I squeezed the juice out of the day. The total amount it had to offer. My thirst for a good day manifest itself into raw need at the end of a week marked by disapproval.

So he picked me up and took me to a plot of nature, knowing what would ease me. And when we arrived I found that there were others– LA natives– executives, work-a-days, blue collars, white collars, pink collars, who had come. Like wildebeests they were drawn to a water pool in the death heat of the Savannah. It was purity they were searching for, I was searching for it too. All that is clean and cool had been lost somewhere to this week of business, traffic, pavement, corporate, smog, time, noise. The stark alternative of what this nature plot has to offer in the midst of a land carved up and spit out by its inhabitants, seemed to be calling, like the Sunni bells that resound the Islamic call to prayer. All who could hear came in a trance.
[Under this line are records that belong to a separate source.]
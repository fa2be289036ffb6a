//! SELECT pipeline
//!
//! WHERE filter, GROUP BY (first row per group), ORDER BY, LIMIT and finally
//! the projection, always in that order.

use std::cmp::Ordering;
use std::collections::HashSet;

use indexmap::IndexMap;
use tracing::{debug, warn};

use super::condition::{numeric, RowFilter};
use super::executor::QueryResult;
use crate::catalog::Table;
use crate::error::Result;
use crate::sql::ast::{Projection, SelectStatement};
use crate::storage::{Row, Value};

/// Run a SELECT against a single table.
pub fn select(table: &Table, stmt: &SelectStatement) -> Result<QueryResult> {
    let projection = resolve_projection(table, &stmt.columns)?;

    let filter = RowFilter::for_clause(stmt.where_clause.as_ref(), table)?;
    let mut rows: Vec<&Row> = table
        .rows()
        .iter()
        .filter(|row| filter.as_ref().map_or(true, |f| f.matches(row)))
        .collect();

    if !stmt.group_by.is_empty() {
        let keys = resolve_optional(table, &stmt.group_by, "GROUP BY");
        let mut seen = HashSet::new();
        rows.retain(|row| seen.insert(group_key(row, &keys)));
    }

    if !stmt.order_by.is_empty() {
        let columns: Vec<String> = stmt.order_by.iter().map(|o| o.column.clone()).collect();
        let keys: Vec<(Option<usize>, bool)> = resolve_optional(table, &columns, "ORDER BY")
            .into_iter()
            .zip(stmt.order_by.iter().map(|o| o.ascending))
            .collect();

        // Stable, so ties keep their table order
        rows.sort_by(|a, b| {
            keys.iter()
                .map(|&(idx, ascending)| {
                    let ord = compare_for_sort(cell(a, idx), cell(b, idx));
                    if ascending {
                        ord
                    } else {
                        ord.reverse()
                    }
                })
                .find(|ord| *ord != Ordering::Equal)
                .unwrap_or(Ordering::Equal)
        });
    }

    let (offset, count) = stmt
        .limit
        .map_or((0, usize::MAX), |limit| (limit.offset, limit.count));

    let columns = table.columns();
    let result_rows: Vec<IndexMap<String, Value>> = rows
        .into_iter()
        .skip(offset)
        .take(count)
        .map(|row| {
            projection
                .iter()
                .map(|&idx| {
                    let value = row.get(idx).cloned().unwrap_or(Value::Null);
                    (columns[idx].name.clone(), value)
                })
                .collect()
        })
        .collect();

    debug!(table = %table.name, rows = result_rows.len(), "select complete");

    Ok(QueryResult {
        columns: projection.iter().map(|&idx| columns[idx].name.clone()).collect(),
        rows: result_rows,
        ..QueryResult::empty()
    })
}

/// Column positions to emit, in declaration order.
fn resolve_projection(table: &Table, projection: &Projection) -> Result<Vec<usize>> {
    let names = match projection {
        Projection::All => return Ok((0..table.columns().len()).collect()),
        Projection::Columns(names) => names,
    };

    for name in names {
        if table.column_index(name).is_none() {
            warn!(table = %table.name, column = %name, "unknown column dropped from projection");
        }
    }

    let selected: Vec<usize> = table
        .columns()
        .iter()
        .enumerate()
        .filter(|(_, c)| names.iter().any(|n| n.eq_ignore_ascii_case(&c.name)))
        .map(|(idx, _)| idx)
        .collect();

    if selected.is_empty() {
        return Err(table.invalid_column(&names.join(", ")));
    }
    Ok(selected)
}

/// Unknown names resolve to `None` and read as NULL.
fn resolve_optional(table: &Table, names: &[String], clause: &str) -> Vec<Option<usize>> {
    names
        .iter()
        .map(|name| {
            let idx = table.column_index(name);
            if idx.is_none() {
                warn!(table = %table.name, column = %name, clause, "unknown column reads as NULL");
            }
            idx
        })
        .collect()
}

fn cell(row: &Row, idx: Option<usize>) -> Option<&Value> {
    idx.and_then(|i| row.get(i)).filter(|v| !v.is_null())
}

fn group_key(row: &Row, keys: &[Option<usize>]) -> Vec<Option<String>> {
    keys.iter()
        .map(|&idx| cell(row, idx).and_then(Value::as_text))
        .collect()
}

/// Ascending order: NULL first, then numbers, then text.
///
/// Numbers compare with `total_cmp`; text compares case-insensitively with
/// the raw text as tie-breaker. Ranking the classes apart keeps the order
/// total when a column mixes numeric and non-numeric strings.
fn compare_for_sort(a: Option<&Value>, b: Option<&Value>) -> Ordering {
    match (a, b) {
        (None, None) => Ordering::Equal,
        (None, Some(_)) => Ordering::Less,
        (Some(_), None) => Ordering::Greater,
        (Some(a), Some(b)) => match (numeric(a), numeric(b)) {
            (Some(x), Some(y)) => x.total_cmp(&y),
            (Some(_), None) => Ordering::Less,
            (None, Some(_)) => Ordering::Greater,
            (None, None) => {
                let x = a.as_text().unwrap_or_default();
                let y = b.as_text().unwrap_or_default();
                x.to_lowercase()
                    .cmp(&y.to_lowercase())
                    .then_with(|| x.cmp(&y))
            }
        },
    }
}

#[cfg(test)]
mod tests {
    use super::*;
    use crate::catalog::{Column, DataType};
    use crate::error::Error;
    use crate::sql::ast::Statement;
    use crate::sql::{parse, StatementKind};

    fn staff() -> Table {
        let mut table = Table::new(
            "staff",
            vec![
                Column::new("id", DataType::Int),
                Column::new("name", DataType::Varchar),
                Column::new("dept", DataType::Varchar),
                Column::new("age", DataType::Int),
            ],
        );
        let rows = [
            (1, "Ann", "eng", Value::Integer(30)),
            (2, "bob", "ops", Value::Integer(25)),
            (3, "Cara", "eng", Value::Null),
            (4, "dan", "ops", Value::Integer(41)),
            (5, "Eve", "sales", Value::Integer(25)),
        ];
        for (id, name, dept, age) in rows {
            table
                .push_row(vec![
                    Value::Integer(id),
                    Value::String(name.into()),
                    Value::String(dept.into()),
                    age,
                ])
                .unwrap();
        }
        table
    }

    fn run(sql: &str) -> Result<QueryResult> {
        match parse(sql, StatementKind::Select)? {
            Statement::Select(stmt) => select(&staff(), &stmt),
            other => panic!("Expected SELECT statement, got {:?}", other),
        }
    }

    fn ids(result: &QueryResult) -> Vec<i64> {
        result
            .rows
            .iter()
            .map(|row| match row.get("id") {
                Some(Value::Integer(id)) => *id,
                other => panic!("unexpected id {:?}", other),
            })
            .collect()
    }

    #[test]
    fn test_select_all_in_declaration_order() {
        let result = run("SELECT * FROM staff").unwrap();
        assert_eq!(result.columns, vec!["id", "name", "dept", "age"]);
        assert_eq!(result.rows.len(), 5);
        let keys: Vec<&String> = result.rows[0].keys().collect();
        assert_eq!(keys, vec!["id", "name", "dept", "age"]);
    }

    #[test]
    fn test_projection_uses_declaration_order() {
        let result = run("SELECT age, ID, nope FROM staff").unwrap();
        assert_eq!(result.columns, vec!["id", "age"]);
    }

    #[test]
    fn test_projection_without_valid_columns() {
        let err = run("SELECT nope FROM staff").unwrap_err();
        match err {
            Error::InvalidColumn { column, valid } => {
                assert_eq!(column, "nope");
                assert_eq!(valid, "id, name, dept, age");
            }
            other => panic!("unexpected error {:?}", other),
        }
    }

    #[test]
    fn test_order_by_nulls_and_direction() {
        let asc = run("SELECT id FROM staff ORDER BY age, id").unwrap();
        assert_eq!(ids(&asc), vec![3, 2, 5, 1, 4]);
        let desc = run("SELECT id FROM staff ORDER BY age DESC, id DESC").unwrap();
        assert_eq!(ids(&desc), vec![4, 1, 5, 2, 3]);
    }

    #[test]
    fn test_order_by_text_is_case_insensitive() {
        let result = run("SELECT id FROM staff ORDER BY name").unwrap();
        assert_eq!(ids(&result), vec![1, 2, 3, 4, 5]);
    }

    #[test]
    fn test_order_by_mixed_numeric_and_text() {
        let mut table = Table::new("codes", vec![Column::new("c", DataType::Varchar)]);
        let codes = ["10", "9", "1a", "2", "b", "100", "05", "x1", "3z", "B", "a"];
        for code in codes.iter().cycle().take(codes.len() * 3) {
            table.push_row(vec![Value::String(code.to_string())]).unwrap();
        }

        let stmt = match parse("SELECT c FROM codes ORDER BY c", StatementKind::Select).unwrap() {
            Statement::Select(stmt) => stmt,
            other => panic!("Expected SELECT statement, got {:?}", other),
        };
        let result = select(&table, &stmt).unwrap();
        let sorted: Vec<String> = result
            .rows
            .iter()
            .map(|row| row["c"].as_text().unwrap())
            .collect();

        let expected: Vec<String> = ["2", "05", "9", "10", "100", "1a", "3z", "a", "B", "b", "x1"]
            .iter()
            .flat_map(|c| std::iter::repeat(c.to_string()).take(3))
            .collect();
        assert_eq!(sorted, expected);

        let desc = match parse("SELECT c FROM codes ORDER BY c DESC", StatementKind::Select).unwrap() {
            Statement::Select(stmt) => select(&table, &stmt).unwrap(),
            other => panic!("Expected SELECT statement, got {:?}", other),
        };
        assert_eq!(desc.rows[0]["c"], Value::String("x1".into()));
        assert_eq!(desc.rows[32]["c"], Value::String("2".into()));
    }

    #[test]
    fn test_group_by_keeps_first_row() {
        let result = run("SELECT id, dept FROM staff GROUP BY dept").unwrap();
        assert_eq!(ids(&result), vec![1, 2, 5]);
    }

    #[test]
    fn test_limit_forms() {
        let result = run("SELECT id FROM staff ORDER BY id LIMIT 1, 2").unwrap();
        assert_eq!(ids(&result), vec![2, 3]);
        let result = run("SELECT id FROM staff ORDER BY id LIMIT 2 OFFSET 3").unwrap();
        assert_eq!(ids(&result), vec![4, 5]);
        let result = run("SELECT id FROM staff LIMIT 10, 5").unwrap();
        assert!(result.rows.is_empty());
    }

    #[test]
    fn test_pipeline_order() {
        let result =
            run("SELECT id FROM staff WHERE age >= 25 GROUP BY dept ORDER BY id DESC LIMIT 2").unwrap();
        assert_eq!(ids(&result), vec![5, 2]);
    }
}
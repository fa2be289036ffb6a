//! Catalog module
//!
//! This module contains the relational store: databases, table schemas,
//! and data types.

pub mod catalog;
pub mod database;
pub mod schema;
pub mod types;

pub use catalog::Catalog;
pub use database::Database;
pub use schema::{Column, ColumnDefault, ConstraintKind, ForeignKeyRef, Table, TableConstraint};
pub use types::DataType;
As I surveyed the eager caravans of families and friends unpacking themselves in the parking lot, gearing up for a day of dreamy rest among rose gardens and bamboo forests, I was reminded of these familiar words of refuge, nature herself was calling:
Give me your tired, your poor,
Your huddled masses yearning to breathe free,
The wretched refuse of your teeming shore.
Send these, the homeless, tempest-tost to me.
I lift my lamp beside the golden door!

I sit on the porch, in my chair that is for camping.
The blog I come across (by no one I actually know… at least very well…) depresses me. And although sometimes I depress myself, I can’t help but identify these sentiments as a true let down. The writer writes from a Christian perspective; and the writer complains that the world is messed up.

And I feel my heart break a little when I ration these thoughts with my deep seeded conviction that God is in this world, deeply loves this world and is here with us, with it, within, without, through and through, every moment, everyday. We are his beloved and by “we” I mean humanity. He cannot separate himself from us and we were made to find him irresistable. To say that this world is “bad” is a shallow assessment. God created us and therefore loves us– no amount of modern new-ageism, sexualized media, materialism, greed, war, violence and technological dependency can separate us from the love of God. He redeems, not just individually as we’ve heard it preached many times before, but collectively. Despite popular (Christian) belief, we ARE of this world. We are made up of the very dust and bones as our fellow man, as our atheist neighbor, as the pedifile down the street. We need to stop being afraid of devience and start trusting the Holy Spirit– healer and reconciler of all things. The author of the future, he sees us alongside a vision of our intended state, and knows that us getting there is not only possible, but destiny.

I pray that one day I’d see the world for it’s destiny, like He does.